The U.S. Can Counter China’s Control of Minerals for the Energy Transition – by By James Morton Turner(New York Times – November 6, 2023)

https://www.nytimes.com/

Dr. Turner is a professor of environmental studies at Wellesley College and the author, most recently, of “Charged: A History of Batteries and Lessons for a Clean Energy Future.”

China recently rattled the world’s electric vehicle supply chains by announcing new export controls on graphite, a key component of lithium-ion batteries. If China uses the export controls, which take effect on Dec. 1, to reduce exports of graphite or to favor Chinese-owned companies operating abroad, it could slow down efforts to scale up advanced battery manufacturing globally.

Welcome to the geopolitics of the clean energy transition. Unlike in the 20th century, when China was largely a bystander in petroleum politics, the country has achieved new geopolitical significance by scaling up investments in clean energy manufacturing and the critical minerals that work requires.

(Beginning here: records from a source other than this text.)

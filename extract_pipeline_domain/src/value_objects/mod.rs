// /////////////////////////////////////////////////////////////////////////////
// Extract Pipeline RS
// Copyright (c) 2025 Michael Gardner, A Bit of Help, Inc.
// SPDX-License-Identifier: BSD-3-Clause
// See LICENSE file in the project root.
// /////////////////////////////////////////////////////////////////////////////

//! # Domain Value Objects
//!
//! Immutable objects defined by their attributes rather than an identity:
//!
//! - [`PipeId`]: stable opaque identity of a pipe, surviving clones
//! - in-flight item shapes ([`PipeItem`], [`ResolvableItem`], [`StepPayload`],
//!   [`SourceEntry`], [`OffloadOutput`]) and the item/meta aliases
//! - schema boundary objects ([`ColumnSchema`], [`TableSchema`],
//!   [`SchemaVersionInfo`], [`WarehouseType`])

pub mod pipe_id;
pub mod pipe_item;
pub mod schema_types;

pub use pipe_id::PipeId;
pub use pipe_item::{
    meta_from, DataItem, DeferredFn, ItemFuture, ItemMeta, OffloadOutput, PipeItem,
    ResolvableItem, SourceEntry, SourceIter, StepPayload,
};
pub use schema_types::{ColumnSchema, SchemaVersionInfo, TableSchema, WarehouseType};
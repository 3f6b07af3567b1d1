// /////////////////////////////////////////////////////////////////////////////
// Extract Pipeline RS
// Copyright (c) 2025 Michael Gardner, A Bit of Help, Inc.
// SPDX-License-Identifier: BSD-3-Clause
// See LICENSE file in the project root.
// /////////////////////////////////////////////////////////////////////////////

//! # Pipe Cloner
//!
//! Deep-clones a set of pipes while preserving parent-sharing identity:
//! every input pipe gets a fresh clone, shared parents are cloned exactly
//! once, and the parent links of clones point only at clones. The originals
//! keep their own parent chain untouched, so a set of pipes can be iterated
//! many times.

use std::collections::HashMap;

use crate::entities::pipe::Pipe;

/// Clones `pipes` and rewires the parent references of the clones.
///
/// The identity map is keyed on the address of each original pipe: walking a
/// clone's parent chain, each original parent is cloned once on first sight
/// and reused for every descendant that referred to the same original.
pub fn clone_pipes(pipes: &[Pipe]) -> Vec<Pipe> {
    let clones: Vec<Pipe> = pipes.iter().map(|p| p.clone_pipe(true)).collect();
    let mut cloned_pairs: HashMap<usize, Pipe> = pipes
        .iter()
        .zip(clones.iter())
        .map(|(original, clone)| (original.addr(), clone.clone()))
        .collect();

    for clone in &clones {
        let mut current = clone.clone();
        loop {
            let Some(parent) = current.parent() else {
                break;
            };
            // stop as soon as the chain already points into the cloned set
            if cloned_pairs.values().any(|c| c.ptr_eq(&parent)) {
                break;
            }
            let parent_clone = cloned_pairs
                .entry(parent.addr())
                .or_insert_with(|| parent.clone_pipe(true))
                .clone();
            current.set_parent(Some(parent_clone.clone()));
            current = parent_clone;
        }
    }

    clones
}
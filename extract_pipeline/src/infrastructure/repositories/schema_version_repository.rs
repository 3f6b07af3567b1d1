// /////////////////////////////////////////////////////////////////////////////
// Extract Pipeline RS
// Copyright (c) 2025 Michael Gardner, A Bit of Help, Inc.
// SPDX-License-Identifier: BSD-3-Clause
// See LICENSE file in the project root.
// /////////////////////////////////////////////////////////////////////////////

//! # Schema Version Repository
//!
//! Bookkeeping tables kept next to loaded data: one row per stored schema
//! version and one row per completed load package.
//!
//! Oversized schema documents are stored zlib-compressed and base64-encoded;
//! reading back tries to decode and transparently falls back to the raw text
//! for rows that were stored uncompressed.

use std::io::{Read, Write};

use base64::engine::general_purpose::STANDARD as BASE64;
use base64::Engine as _;
use chrono::{DateTime, Utc};
use flate2::read::ZlibDecoder;
use flate2::write::ZlibEncoder;
use flate2::Compression;
use sqlx::{Row, SqlitePool};
use tracing::debug;

use extract_pipeline_domain::entities::Schema;
use extract_pipeline_domain::value_objects::SchemaVersionInfo;
use extract_pipeline_domain::ExtractError;

/// Name of the schema version table.
pub const VERSION_TABLE_NAME: &str = "_extract_version";

/// Name of the completed loads table.
pub const LOADS_TABLE_NAME: &str = "_extract_loads";

/// Columns of the version table, in storage order.
pub const VERSION_TABLE_COLUMNS: &str =
    "version_hash, schema_name, version, engine_version, inserted_at, schema";

fn db_err(err: sqlx::Error) -> ExtractError {
    ExtractError::DatabaseError(err.to_string())
}

/// Repository over the version and loads tables.
pub struct SchemaVersionRepository {
    pool: SqlitePool,
}

impl SchemaVersionRepository {
    pub fn new(pool: SqlitePool) -> Self {
        SchemaVersionRepository { pool }
    }

    /// Creates the bookkeeping tables if they do not exist.
    pub async fn ensure_tables(&self) -> Result<(), ExtractError> {
        sqlx::query(
            r#"
            CREATE TABLE IF NOT EXISTS _extract_version (
                version_hash TEXT NOT NULL,
                schema_name TEXT NOT NULL,
                version INTEGER NOT NULL,
                engine_version INTEGER NOT NULL,
                inserted_at TEXT NOT NULL,
                schema TEXT NOT NULL
            )
            "#,
        )
        .execute(&self.pool)
        .await
        .map_err(db_err)?;

        sqlx::query(
            r#"
            CREATE TABLE IF NOT EXISTS _extract_loads (
                load_id TEXT NOT NULL,
                schema_name TEXT,
                status INTEGER NOT NULL,
                inserted_at TEXT NOT NULL
            )
            "#,
        )
        .execute(&self.pool)
        .await
        .map_err(db_err)?;

        debug!("schema bookkeeping tables ensured");
        Ok(())
    }

    /// Whether the version table exists.
    pub async fn tables_exist(&self) -> Result<bool, ExtractError> {
        let row = sqlx::query("SELECT name FROM sqlite_master WHERE type = 'table' AND name = ?")
            .bind(VERSION_TABLE_NAME)
            .fetch_optional(&self.pool)
            .await
            .map_err(db_err)?;
        Ok(row.is_some())
    }

    /// Inserts a version row for `schema`, compressing the document when it
    /// exceeds `max_text_length`.
    pub async fn store_schema(
        &self,
        schema: &Schema,
        max_text_length: usize,
    ) -> Result<(), ExtractError> {
        let mut document = schema.to_json()?;
        if document.len() > max_text_length {
            document = compress_payload(&document)?;
        }
        let now = Utc::now().to_rfc3339();
        sqlx::query(
            "INSERT INTO _extract_version (version_hash, schema_name, version, engine_version, inserted_at, schema) \
             VALUES (?, ?, ?, ?, ?, ?)",
        )
        .bind(schema.version_hash())
        .bind(schema.name())
        .bind(schema.version())
        .bind(Schema::ENGINE_VERSION)
        .bind(&now)
        .bind(&document)
        .execute(&self.pool)
        .await
        .map_err(db_err)?;
        debug!(schema = schema.name(), version = schema.version(), "stored schema version row");
        Ok(())
    }

    /// The newest stored version row for `schema_name`, if any.
    pub async fn newest_schema(
        &self,
        schema_name: &str,
    ) -> Result<Option<SchemaVersionInfo>, ExtractError> {
        let row = sqlx::query(
            "SELECT version_hash, schema_name, version, engine_version, inserted_at, schema \
             FROM _extract_version WHERE schema_name = ? ORDER BY inserted_at DESC LIMIT 1",
        )
        .bind(schema_name)
        .fetch_optional(&self.pool)
        .await
        .map_err(db_err)?;
        row.map(row_to_info).transpose()
    }

    /// The stored version row with the given content hash, if any.
    pub async fn schema_by_hash(
        &self,
        version_hash: &str,
    ) -> Result<Option<SchemaVersionInfo>, ExtractError> {
        let row = sqlx::query(
            "SELECT version_hash, schema_name, version, engine_version, inserted_at, schema \
             FROM _extract_version WHERE version_hash = ?",
        )
        .bind(version_hash)
        .fetch_optional(&self.pool)
        .await
        .map_err(db_err)?;
        row.map(row_to_info).transpose()
    }

    /// Records the completion of a load package.
    pub async fn insert_load(
        &self,
        load_id: &str,
        schema_name: &str,
        status: i64,
    ) -> Result<(), ExtractError> {
        let now = Utc::now().to_rfc3339();
        sqlx::query(
            "INSERT INTO _extract_loads (load_id, schema_name, status, inserted_at) VALUES (?, ?, ?, ?)",
        )
        .bind(load_id)
        .bind(schema_name)
        .bind(status)
        .bind(&now)
        .execute(&self.pool)
        .await
        .map_err(db_err)?;
        Ok(())
    }

    /// Number of completed load rows, for verification in tests and tooling.
    pub async fn load_count(&self) -> Result<i64, ExtractError> {
        let row = sqlx::query("SELECT COUNT(*) AS n FROM _extract_loads")
            .fetch_one(&self.pool)
            .await
            .map_err(db_err)?;
        row.try_get("n").map_err(db_err)
    }
}

fn compress_payload(document: &str) -> Result<String, ExtractError> {
    let mut encoder = ZlibEncoder::new(Vec::new(), Compression::best());
    encoder.write_all(document.as_bytes())?;
    let compressed = encoder.finish()?;
    Ok(BASE64.encode(compressed))
}

/// Reverses [`compress_payload`]; rows stored uncompressed come back as-is.
fn decode_payload(stored: &str) -> String {
    let Ok(bytes) = BASE64.decode(stored) else {
        return stored.to_string();
    };
    let mut decoder = ZlibDecoder::new(bytes.as_slice());
    let mut document = String::new();
    match decoder.read_to_string(&mut document) {
        Ok(_) => document,
        Err(_) => stored.to_string(),
    }
}

fn row_to_info(row: sqlx::sqlite::SqliteRow) -> Result<SchemaVersionInfo, ExtractError> {
    let inserted_at: String = row.try_get("inserted_at").map_err(db_err)?;
    let inserted_at = DateTime::parse_from_rfc3339(&inserted_at)
        .map_err(|e| ExtractError::DatabaseError(format!("invalid inserted_at timestamp: {}", e)))?
        .with_timezone(&Utc);
    let stored: String = row.try_get("schema").map_err(db_err)?;
    Ok(SchemaVersionInfo {
        version_hash: row.try_get("version_hash").map_err(db_err)?,
        schema_name: row.try_get("schema_name").map_err(db_err)?,
        version: row.try_get("version").map_err(db_err)?,
        engine_version: row.try_get("engine_version").map_err(db_err)?,
        inserted_at,
        schema: decode_payload(&stored),
    })
}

The supply chains for many critical minerals, not just graphite, run through China. In the case of materials critical to the production of lithium-ion batteries, which power electric vehicles, the consulting group Benchmark Mineral Intelligence estimated that China controlled 58 percent of the global production of lithium compounds in 2022, 69 percent of nickel sulfate, 69 percent of synthetic graphite, 75 percent of cobalt, 95 percent of manganese and 100 percent of spherical graphite. China plays a similarly outsize role in the supply of materials used in solar panels and wind turbines.